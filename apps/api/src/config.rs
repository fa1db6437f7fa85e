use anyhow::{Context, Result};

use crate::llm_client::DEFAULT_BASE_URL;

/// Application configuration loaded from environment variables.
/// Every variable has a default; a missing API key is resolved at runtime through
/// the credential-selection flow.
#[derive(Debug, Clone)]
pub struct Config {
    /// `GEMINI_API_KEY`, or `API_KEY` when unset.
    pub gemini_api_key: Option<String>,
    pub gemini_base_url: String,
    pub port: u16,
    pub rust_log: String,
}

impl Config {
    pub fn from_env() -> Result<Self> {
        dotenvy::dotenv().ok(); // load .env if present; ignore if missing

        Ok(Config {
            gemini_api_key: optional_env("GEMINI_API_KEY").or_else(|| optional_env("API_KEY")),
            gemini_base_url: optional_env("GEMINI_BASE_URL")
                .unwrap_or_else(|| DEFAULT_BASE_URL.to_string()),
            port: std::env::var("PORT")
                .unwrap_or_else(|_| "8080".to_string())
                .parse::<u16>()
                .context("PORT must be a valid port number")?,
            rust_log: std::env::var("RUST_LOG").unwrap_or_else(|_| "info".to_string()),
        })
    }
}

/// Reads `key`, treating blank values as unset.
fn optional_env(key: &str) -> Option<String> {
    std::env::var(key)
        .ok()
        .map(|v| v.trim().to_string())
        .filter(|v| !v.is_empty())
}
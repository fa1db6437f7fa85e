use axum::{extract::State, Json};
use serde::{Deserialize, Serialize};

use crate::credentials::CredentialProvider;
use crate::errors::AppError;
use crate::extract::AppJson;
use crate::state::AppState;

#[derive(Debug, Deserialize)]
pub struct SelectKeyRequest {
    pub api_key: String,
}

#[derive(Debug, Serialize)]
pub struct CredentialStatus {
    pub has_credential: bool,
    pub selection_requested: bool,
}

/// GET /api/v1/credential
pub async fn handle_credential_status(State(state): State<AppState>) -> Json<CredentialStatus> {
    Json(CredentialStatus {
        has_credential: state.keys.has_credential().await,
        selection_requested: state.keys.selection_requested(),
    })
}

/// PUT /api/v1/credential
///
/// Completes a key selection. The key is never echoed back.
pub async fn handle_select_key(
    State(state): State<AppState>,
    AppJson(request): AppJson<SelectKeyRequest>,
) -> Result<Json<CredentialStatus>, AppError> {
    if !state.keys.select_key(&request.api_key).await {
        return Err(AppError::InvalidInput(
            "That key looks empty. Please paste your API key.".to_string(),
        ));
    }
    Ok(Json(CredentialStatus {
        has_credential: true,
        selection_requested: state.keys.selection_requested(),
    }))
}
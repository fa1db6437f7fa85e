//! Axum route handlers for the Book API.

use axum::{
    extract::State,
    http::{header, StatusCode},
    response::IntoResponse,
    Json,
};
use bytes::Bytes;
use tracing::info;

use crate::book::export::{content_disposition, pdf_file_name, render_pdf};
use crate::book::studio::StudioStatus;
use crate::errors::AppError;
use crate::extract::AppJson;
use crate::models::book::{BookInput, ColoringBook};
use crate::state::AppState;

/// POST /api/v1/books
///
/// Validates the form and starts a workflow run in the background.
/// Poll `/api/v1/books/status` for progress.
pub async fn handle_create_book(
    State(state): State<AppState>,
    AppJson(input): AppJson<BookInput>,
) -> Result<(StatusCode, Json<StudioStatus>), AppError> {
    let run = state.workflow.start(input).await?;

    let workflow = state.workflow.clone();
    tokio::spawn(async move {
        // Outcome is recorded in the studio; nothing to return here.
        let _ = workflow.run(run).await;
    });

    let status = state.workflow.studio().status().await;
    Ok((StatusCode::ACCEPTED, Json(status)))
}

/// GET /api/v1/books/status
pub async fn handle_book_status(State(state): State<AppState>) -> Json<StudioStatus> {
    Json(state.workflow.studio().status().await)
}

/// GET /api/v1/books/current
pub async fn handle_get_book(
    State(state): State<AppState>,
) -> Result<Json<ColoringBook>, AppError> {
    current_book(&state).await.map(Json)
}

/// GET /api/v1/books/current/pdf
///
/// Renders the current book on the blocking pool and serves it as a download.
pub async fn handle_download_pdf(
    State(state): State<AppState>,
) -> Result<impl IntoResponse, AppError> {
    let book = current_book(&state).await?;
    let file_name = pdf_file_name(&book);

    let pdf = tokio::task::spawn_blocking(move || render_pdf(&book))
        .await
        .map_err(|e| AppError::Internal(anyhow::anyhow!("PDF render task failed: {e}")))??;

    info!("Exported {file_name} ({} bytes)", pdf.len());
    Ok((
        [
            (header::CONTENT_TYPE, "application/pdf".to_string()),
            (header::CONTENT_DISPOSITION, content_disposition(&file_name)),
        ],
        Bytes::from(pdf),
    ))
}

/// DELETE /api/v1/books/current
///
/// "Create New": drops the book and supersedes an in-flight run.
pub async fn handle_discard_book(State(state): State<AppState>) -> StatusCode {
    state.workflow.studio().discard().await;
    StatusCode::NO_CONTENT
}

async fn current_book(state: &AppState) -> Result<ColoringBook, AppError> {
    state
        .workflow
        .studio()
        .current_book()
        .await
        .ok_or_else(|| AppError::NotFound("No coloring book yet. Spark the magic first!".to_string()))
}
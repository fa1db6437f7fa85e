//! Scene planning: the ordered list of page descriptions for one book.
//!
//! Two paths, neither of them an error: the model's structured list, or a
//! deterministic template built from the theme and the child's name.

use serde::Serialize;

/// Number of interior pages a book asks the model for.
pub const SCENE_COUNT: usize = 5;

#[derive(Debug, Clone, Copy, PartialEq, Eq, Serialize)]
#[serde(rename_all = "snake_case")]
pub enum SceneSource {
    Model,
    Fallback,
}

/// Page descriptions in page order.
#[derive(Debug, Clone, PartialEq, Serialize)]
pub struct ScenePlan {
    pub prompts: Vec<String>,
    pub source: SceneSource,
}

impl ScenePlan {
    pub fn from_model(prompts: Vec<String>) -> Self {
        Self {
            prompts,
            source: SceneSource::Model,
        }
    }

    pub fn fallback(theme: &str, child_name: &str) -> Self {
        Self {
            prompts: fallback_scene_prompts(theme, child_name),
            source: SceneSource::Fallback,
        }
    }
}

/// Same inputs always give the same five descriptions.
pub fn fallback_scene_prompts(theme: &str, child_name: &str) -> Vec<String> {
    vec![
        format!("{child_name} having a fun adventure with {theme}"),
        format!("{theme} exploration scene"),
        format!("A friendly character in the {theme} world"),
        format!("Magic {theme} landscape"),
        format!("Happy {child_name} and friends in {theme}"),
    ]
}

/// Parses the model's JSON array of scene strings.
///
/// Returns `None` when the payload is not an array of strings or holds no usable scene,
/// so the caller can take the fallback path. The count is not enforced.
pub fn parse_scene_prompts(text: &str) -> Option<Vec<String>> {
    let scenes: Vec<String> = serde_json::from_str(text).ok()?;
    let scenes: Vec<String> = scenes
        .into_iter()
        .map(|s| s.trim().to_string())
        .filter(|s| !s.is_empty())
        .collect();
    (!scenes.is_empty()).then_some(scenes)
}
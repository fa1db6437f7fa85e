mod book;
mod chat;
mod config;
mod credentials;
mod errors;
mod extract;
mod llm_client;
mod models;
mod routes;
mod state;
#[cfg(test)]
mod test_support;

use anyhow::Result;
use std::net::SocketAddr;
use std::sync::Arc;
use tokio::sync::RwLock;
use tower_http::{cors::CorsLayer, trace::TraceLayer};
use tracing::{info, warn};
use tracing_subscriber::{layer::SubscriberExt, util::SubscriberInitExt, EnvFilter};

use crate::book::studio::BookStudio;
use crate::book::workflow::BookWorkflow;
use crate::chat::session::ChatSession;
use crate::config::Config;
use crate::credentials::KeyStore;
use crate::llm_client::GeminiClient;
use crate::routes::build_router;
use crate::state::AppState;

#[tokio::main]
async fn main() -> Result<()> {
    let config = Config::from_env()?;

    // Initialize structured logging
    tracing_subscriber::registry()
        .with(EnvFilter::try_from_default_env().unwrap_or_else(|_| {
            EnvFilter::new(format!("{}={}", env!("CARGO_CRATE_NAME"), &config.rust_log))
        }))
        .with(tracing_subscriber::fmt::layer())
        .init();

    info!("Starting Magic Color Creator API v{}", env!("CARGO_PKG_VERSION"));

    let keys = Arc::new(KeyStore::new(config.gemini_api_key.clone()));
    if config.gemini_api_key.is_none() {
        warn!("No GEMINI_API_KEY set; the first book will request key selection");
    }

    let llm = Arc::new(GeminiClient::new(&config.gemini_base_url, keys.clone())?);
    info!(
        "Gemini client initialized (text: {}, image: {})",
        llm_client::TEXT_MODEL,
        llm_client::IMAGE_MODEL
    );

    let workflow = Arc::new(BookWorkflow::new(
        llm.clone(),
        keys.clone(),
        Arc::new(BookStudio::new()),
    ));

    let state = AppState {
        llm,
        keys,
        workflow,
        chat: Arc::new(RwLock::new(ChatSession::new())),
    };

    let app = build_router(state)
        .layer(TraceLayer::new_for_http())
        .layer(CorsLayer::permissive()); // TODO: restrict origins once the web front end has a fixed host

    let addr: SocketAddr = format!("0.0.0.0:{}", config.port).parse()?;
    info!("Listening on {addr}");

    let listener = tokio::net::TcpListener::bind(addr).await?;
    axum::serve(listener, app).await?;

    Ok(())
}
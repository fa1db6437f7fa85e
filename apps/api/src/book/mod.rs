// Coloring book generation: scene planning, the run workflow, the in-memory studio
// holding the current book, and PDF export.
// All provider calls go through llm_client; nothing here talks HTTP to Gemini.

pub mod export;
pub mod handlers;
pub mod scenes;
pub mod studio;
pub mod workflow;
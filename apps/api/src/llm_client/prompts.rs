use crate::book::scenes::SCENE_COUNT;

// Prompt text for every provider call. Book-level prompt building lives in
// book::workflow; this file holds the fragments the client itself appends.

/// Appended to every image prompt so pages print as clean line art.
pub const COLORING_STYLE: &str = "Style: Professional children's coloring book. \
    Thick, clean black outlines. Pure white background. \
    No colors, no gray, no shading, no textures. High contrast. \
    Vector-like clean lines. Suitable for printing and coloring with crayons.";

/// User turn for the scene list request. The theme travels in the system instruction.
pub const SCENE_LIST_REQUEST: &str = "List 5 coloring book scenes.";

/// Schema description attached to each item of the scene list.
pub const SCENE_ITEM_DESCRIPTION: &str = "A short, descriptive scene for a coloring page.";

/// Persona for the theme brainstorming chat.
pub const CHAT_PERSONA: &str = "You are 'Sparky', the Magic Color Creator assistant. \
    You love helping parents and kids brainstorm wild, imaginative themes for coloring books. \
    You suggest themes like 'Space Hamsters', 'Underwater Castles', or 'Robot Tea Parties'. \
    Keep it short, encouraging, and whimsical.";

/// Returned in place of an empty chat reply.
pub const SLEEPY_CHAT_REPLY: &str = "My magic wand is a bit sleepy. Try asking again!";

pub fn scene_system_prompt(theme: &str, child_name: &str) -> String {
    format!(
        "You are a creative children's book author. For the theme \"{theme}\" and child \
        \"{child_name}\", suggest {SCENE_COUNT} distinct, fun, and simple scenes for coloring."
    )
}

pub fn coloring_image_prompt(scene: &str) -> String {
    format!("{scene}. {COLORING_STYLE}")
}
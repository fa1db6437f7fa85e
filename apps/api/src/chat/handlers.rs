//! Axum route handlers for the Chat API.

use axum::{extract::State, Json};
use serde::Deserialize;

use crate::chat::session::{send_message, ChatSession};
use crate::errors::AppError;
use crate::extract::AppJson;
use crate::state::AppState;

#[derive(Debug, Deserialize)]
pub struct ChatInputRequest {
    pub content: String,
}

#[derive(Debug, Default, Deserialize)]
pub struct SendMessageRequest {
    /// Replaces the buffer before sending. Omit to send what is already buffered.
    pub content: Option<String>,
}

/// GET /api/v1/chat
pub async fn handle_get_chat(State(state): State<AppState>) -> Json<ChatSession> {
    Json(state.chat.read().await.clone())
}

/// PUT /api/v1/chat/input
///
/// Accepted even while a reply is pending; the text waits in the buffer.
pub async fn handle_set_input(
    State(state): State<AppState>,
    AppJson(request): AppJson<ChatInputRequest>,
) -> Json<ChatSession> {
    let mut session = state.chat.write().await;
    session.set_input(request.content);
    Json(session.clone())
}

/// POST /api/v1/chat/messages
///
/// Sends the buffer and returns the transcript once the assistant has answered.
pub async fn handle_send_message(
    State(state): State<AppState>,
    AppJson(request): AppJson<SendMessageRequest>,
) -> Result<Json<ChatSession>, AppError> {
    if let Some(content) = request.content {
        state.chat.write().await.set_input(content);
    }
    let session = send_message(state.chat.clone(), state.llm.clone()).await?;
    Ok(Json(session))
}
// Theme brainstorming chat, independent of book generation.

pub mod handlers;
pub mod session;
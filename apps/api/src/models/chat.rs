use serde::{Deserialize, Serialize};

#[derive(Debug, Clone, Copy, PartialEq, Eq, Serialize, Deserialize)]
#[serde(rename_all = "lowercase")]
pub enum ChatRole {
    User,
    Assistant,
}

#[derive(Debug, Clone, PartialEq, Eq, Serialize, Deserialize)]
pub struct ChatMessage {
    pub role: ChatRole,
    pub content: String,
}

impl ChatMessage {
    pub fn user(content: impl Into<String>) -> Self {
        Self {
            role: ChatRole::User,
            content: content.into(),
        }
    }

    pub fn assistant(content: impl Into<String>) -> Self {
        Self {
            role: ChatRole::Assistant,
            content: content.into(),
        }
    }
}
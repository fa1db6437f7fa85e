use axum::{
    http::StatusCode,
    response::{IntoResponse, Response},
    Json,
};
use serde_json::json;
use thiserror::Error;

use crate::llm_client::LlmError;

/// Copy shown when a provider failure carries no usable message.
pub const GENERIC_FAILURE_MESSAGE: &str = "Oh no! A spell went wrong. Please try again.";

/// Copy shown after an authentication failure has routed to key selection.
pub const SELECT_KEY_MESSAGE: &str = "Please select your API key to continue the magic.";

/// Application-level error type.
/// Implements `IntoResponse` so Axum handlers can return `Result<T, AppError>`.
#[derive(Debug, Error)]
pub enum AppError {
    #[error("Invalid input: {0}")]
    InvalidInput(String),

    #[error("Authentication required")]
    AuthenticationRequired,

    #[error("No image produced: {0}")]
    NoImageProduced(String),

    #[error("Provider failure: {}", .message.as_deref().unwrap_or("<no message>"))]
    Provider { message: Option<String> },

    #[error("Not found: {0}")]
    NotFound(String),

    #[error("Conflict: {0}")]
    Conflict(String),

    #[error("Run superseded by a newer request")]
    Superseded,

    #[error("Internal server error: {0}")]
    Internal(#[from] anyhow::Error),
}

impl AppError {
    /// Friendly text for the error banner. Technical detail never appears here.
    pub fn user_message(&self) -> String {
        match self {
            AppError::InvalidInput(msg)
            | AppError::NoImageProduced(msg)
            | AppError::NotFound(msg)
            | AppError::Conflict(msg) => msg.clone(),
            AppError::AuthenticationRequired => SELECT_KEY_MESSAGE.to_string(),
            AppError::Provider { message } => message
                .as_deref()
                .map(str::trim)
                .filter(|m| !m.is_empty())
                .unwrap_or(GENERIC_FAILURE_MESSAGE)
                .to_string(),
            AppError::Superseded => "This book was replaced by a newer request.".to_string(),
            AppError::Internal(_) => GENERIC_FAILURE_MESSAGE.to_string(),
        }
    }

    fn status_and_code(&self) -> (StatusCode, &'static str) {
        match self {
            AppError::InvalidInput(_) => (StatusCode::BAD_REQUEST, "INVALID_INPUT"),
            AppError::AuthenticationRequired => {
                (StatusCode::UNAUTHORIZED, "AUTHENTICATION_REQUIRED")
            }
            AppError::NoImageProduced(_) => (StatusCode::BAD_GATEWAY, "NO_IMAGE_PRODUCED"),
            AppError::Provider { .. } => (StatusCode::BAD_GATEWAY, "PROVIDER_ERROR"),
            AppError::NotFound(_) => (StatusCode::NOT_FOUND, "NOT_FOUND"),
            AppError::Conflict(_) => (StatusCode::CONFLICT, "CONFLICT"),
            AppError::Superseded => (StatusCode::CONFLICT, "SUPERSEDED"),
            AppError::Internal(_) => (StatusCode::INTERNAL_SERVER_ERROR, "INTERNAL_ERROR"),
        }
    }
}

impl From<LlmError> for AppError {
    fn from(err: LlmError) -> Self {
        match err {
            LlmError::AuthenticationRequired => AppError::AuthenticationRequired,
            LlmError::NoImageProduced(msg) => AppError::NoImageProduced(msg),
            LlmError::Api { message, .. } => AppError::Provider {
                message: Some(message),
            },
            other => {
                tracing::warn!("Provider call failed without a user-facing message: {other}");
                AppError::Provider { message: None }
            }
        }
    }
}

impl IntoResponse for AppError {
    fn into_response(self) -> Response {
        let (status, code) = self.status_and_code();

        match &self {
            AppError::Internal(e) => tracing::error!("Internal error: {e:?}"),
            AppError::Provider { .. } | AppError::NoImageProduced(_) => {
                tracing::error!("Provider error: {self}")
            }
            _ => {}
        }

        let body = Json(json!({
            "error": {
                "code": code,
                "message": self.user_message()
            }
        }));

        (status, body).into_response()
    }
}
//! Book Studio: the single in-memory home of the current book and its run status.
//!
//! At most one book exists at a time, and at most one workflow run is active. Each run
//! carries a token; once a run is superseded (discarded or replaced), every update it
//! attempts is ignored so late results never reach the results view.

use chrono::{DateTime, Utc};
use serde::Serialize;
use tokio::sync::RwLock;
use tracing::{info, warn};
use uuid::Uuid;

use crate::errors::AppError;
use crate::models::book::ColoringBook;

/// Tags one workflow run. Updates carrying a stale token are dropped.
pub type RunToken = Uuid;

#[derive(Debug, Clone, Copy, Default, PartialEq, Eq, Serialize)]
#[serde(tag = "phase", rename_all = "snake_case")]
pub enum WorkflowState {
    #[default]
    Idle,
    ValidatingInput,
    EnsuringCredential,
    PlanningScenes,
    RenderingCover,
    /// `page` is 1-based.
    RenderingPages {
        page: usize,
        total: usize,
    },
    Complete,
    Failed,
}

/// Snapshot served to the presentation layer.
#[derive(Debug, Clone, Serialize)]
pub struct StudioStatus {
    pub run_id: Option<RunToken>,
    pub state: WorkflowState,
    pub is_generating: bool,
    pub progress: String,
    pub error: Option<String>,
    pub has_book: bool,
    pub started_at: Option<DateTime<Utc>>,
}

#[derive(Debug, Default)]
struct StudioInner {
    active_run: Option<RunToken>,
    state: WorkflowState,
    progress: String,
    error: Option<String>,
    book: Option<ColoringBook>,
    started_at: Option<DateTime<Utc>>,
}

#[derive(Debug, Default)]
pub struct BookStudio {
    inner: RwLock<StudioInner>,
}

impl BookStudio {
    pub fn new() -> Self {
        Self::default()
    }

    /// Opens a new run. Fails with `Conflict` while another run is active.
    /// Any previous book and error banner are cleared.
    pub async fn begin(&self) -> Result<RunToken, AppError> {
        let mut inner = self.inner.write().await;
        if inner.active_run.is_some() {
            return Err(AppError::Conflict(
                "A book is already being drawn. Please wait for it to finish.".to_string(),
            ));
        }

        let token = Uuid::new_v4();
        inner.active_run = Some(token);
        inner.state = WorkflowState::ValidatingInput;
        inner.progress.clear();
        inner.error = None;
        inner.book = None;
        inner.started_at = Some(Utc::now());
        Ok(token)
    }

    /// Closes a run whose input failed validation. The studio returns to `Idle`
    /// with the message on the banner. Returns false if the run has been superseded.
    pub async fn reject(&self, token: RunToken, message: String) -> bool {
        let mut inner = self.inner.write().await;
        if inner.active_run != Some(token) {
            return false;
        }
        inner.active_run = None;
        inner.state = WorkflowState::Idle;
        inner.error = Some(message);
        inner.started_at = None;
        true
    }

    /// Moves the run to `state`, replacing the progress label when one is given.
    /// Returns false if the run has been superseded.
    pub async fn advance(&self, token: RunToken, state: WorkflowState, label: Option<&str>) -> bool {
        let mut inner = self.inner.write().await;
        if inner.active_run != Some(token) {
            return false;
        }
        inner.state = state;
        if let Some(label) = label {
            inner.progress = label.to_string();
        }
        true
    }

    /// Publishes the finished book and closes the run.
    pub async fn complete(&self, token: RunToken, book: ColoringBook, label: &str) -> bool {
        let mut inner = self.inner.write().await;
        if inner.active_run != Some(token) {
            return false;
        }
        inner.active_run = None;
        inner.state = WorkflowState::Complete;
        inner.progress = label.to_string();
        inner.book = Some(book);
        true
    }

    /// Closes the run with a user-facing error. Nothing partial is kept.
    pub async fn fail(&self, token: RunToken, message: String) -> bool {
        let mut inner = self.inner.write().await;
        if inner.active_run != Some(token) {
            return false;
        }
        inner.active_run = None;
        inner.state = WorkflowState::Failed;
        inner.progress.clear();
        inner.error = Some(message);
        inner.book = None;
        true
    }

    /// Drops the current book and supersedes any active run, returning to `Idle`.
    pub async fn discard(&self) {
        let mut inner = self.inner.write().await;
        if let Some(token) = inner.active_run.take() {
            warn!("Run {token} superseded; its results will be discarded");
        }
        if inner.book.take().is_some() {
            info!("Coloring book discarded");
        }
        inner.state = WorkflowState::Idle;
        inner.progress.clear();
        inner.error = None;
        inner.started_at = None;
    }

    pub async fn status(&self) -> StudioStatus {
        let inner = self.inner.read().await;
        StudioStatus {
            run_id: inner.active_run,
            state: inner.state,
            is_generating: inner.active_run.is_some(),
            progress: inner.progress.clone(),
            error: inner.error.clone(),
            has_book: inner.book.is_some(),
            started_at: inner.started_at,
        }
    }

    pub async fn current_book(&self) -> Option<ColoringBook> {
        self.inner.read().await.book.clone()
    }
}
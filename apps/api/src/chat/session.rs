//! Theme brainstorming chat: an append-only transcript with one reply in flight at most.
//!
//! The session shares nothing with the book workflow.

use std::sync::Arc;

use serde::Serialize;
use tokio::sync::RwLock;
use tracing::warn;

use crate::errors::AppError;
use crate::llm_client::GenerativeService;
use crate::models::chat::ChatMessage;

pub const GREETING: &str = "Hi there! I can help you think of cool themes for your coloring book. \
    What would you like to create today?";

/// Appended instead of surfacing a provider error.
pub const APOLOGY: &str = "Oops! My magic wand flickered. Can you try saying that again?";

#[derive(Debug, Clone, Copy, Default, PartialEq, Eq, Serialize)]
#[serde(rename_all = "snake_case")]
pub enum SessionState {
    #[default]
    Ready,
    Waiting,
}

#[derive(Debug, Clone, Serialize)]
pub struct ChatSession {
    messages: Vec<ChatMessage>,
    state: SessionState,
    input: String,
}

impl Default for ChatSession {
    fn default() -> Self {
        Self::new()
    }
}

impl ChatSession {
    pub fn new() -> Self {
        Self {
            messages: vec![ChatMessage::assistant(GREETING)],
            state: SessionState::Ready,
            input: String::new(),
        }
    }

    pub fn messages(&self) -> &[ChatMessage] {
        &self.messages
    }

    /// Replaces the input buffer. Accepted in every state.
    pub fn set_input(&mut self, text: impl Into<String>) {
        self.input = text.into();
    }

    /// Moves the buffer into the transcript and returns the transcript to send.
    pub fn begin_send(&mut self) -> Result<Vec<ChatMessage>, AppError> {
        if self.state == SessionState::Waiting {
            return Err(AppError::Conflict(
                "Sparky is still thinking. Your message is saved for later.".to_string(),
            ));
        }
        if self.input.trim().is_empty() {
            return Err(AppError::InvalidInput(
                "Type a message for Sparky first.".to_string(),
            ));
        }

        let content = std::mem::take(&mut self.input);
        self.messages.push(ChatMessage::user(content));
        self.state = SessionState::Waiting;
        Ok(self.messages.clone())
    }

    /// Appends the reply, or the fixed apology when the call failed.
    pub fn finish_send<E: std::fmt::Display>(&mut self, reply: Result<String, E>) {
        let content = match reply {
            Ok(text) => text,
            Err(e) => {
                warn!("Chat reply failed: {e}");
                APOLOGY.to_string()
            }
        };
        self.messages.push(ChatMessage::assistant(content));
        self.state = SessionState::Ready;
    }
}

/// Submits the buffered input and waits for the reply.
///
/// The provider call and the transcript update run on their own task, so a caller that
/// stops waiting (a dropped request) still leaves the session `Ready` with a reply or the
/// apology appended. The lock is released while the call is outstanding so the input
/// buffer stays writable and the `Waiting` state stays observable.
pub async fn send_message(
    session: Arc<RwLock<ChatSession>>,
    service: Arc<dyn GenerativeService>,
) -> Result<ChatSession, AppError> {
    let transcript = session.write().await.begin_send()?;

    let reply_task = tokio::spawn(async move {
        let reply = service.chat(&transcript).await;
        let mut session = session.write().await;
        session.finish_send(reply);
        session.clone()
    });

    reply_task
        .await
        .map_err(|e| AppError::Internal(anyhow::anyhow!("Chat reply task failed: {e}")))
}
•••
Copy all lines above containing the string "SceneSource".

pub enum SceneSource {
    pub source: SceneSource,
            source: SceneSource::Model,
            source: SceneSource::Fallback,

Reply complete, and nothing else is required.